Task objective: Copy each line below in which the string "ParsedCurl" appears.

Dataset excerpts
"""

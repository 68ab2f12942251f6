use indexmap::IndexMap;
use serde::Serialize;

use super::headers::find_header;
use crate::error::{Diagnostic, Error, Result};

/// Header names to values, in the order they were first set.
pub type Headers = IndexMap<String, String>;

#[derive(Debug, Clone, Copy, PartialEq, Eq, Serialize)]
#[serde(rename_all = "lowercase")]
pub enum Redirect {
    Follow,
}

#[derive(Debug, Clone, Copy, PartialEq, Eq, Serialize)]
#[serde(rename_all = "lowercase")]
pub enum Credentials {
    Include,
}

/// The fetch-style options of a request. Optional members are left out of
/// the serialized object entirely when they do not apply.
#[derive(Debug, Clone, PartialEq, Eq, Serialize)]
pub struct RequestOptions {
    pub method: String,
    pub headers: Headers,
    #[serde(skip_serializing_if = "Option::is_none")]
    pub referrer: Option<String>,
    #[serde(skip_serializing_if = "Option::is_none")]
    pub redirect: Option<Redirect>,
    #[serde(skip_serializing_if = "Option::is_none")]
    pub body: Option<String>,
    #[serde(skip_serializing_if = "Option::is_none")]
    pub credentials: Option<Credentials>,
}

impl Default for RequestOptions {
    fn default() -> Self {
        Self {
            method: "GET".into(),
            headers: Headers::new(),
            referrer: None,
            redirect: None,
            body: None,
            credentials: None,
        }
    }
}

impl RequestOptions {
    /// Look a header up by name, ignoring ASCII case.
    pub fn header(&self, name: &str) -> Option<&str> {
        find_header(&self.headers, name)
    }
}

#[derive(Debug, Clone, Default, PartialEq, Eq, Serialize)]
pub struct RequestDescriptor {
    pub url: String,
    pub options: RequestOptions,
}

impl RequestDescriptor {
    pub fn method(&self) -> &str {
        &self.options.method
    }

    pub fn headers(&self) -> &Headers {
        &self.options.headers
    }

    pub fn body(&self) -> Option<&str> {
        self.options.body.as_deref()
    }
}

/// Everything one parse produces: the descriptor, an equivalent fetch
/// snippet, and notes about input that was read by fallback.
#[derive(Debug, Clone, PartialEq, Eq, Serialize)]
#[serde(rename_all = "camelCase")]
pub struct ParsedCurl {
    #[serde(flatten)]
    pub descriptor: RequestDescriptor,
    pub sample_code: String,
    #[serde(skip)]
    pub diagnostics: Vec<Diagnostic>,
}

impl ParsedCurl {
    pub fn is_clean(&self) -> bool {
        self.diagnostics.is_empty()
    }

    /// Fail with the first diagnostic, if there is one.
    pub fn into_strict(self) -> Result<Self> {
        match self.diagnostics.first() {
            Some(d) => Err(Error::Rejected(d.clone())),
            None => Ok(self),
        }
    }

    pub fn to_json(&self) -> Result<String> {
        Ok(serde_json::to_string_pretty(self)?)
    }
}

"""
"""

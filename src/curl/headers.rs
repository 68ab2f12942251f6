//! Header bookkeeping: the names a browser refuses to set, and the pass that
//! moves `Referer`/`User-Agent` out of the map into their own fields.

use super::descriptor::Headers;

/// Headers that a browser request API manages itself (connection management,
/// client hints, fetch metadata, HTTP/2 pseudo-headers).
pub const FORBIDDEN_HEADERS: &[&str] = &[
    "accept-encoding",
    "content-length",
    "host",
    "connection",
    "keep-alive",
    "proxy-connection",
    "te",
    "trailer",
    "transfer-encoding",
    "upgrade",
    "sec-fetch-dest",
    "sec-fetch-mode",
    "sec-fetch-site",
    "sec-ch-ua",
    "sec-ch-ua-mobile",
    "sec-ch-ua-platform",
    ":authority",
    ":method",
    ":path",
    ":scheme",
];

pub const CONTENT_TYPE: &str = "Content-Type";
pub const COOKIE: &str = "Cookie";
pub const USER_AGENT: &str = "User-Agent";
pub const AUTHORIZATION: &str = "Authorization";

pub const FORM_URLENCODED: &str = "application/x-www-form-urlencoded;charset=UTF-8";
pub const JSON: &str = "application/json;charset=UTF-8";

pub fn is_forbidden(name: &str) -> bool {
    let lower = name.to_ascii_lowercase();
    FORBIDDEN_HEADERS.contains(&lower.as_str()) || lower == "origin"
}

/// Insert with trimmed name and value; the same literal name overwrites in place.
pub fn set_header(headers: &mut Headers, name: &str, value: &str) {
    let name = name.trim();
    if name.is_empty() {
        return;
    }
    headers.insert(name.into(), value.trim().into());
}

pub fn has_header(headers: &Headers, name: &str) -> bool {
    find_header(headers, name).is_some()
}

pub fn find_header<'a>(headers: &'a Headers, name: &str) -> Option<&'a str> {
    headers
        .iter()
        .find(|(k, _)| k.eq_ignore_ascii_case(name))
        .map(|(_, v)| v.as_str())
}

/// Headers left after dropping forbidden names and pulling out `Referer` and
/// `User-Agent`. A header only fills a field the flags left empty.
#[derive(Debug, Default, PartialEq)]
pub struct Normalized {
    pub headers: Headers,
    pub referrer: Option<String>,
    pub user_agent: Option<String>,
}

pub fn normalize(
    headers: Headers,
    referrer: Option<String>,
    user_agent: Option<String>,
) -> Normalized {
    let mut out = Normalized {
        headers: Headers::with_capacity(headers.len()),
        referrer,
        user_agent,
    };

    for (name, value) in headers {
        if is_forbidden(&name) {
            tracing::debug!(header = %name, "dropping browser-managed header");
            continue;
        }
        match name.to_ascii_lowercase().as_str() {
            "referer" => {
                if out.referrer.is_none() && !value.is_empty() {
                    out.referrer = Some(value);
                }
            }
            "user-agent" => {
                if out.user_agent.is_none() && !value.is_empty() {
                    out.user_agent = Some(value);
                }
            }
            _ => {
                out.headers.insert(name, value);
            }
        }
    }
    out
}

"""
"""

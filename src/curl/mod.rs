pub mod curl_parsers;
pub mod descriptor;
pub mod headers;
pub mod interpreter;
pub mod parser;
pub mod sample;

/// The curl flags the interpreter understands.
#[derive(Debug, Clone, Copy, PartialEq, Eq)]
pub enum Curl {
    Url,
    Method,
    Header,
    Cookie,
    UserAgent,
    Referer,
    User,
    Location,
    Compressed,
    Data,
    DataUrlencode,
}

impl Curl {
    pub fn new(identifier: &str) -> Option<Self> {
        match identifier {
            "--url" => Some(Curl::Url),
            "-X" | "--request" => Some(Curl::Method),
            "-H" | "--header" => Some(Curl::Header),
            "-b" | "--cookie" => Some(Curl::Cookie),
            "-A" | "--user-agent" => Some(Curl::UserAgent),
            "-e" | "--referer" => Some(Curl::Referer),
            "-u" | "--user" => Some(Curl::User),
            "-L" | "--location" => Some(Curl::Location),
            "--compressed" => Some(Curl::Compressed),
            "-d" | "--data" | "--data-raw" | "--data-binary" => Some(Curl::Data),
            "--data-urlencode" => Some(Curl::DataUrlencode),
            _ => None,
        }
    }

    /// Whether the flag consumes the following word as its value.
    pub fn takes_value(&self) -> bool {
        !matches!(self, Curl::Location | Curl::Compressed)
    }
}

"""

Response to the exercise:
pub struct ParsedCurl {
impl ParsedCurl {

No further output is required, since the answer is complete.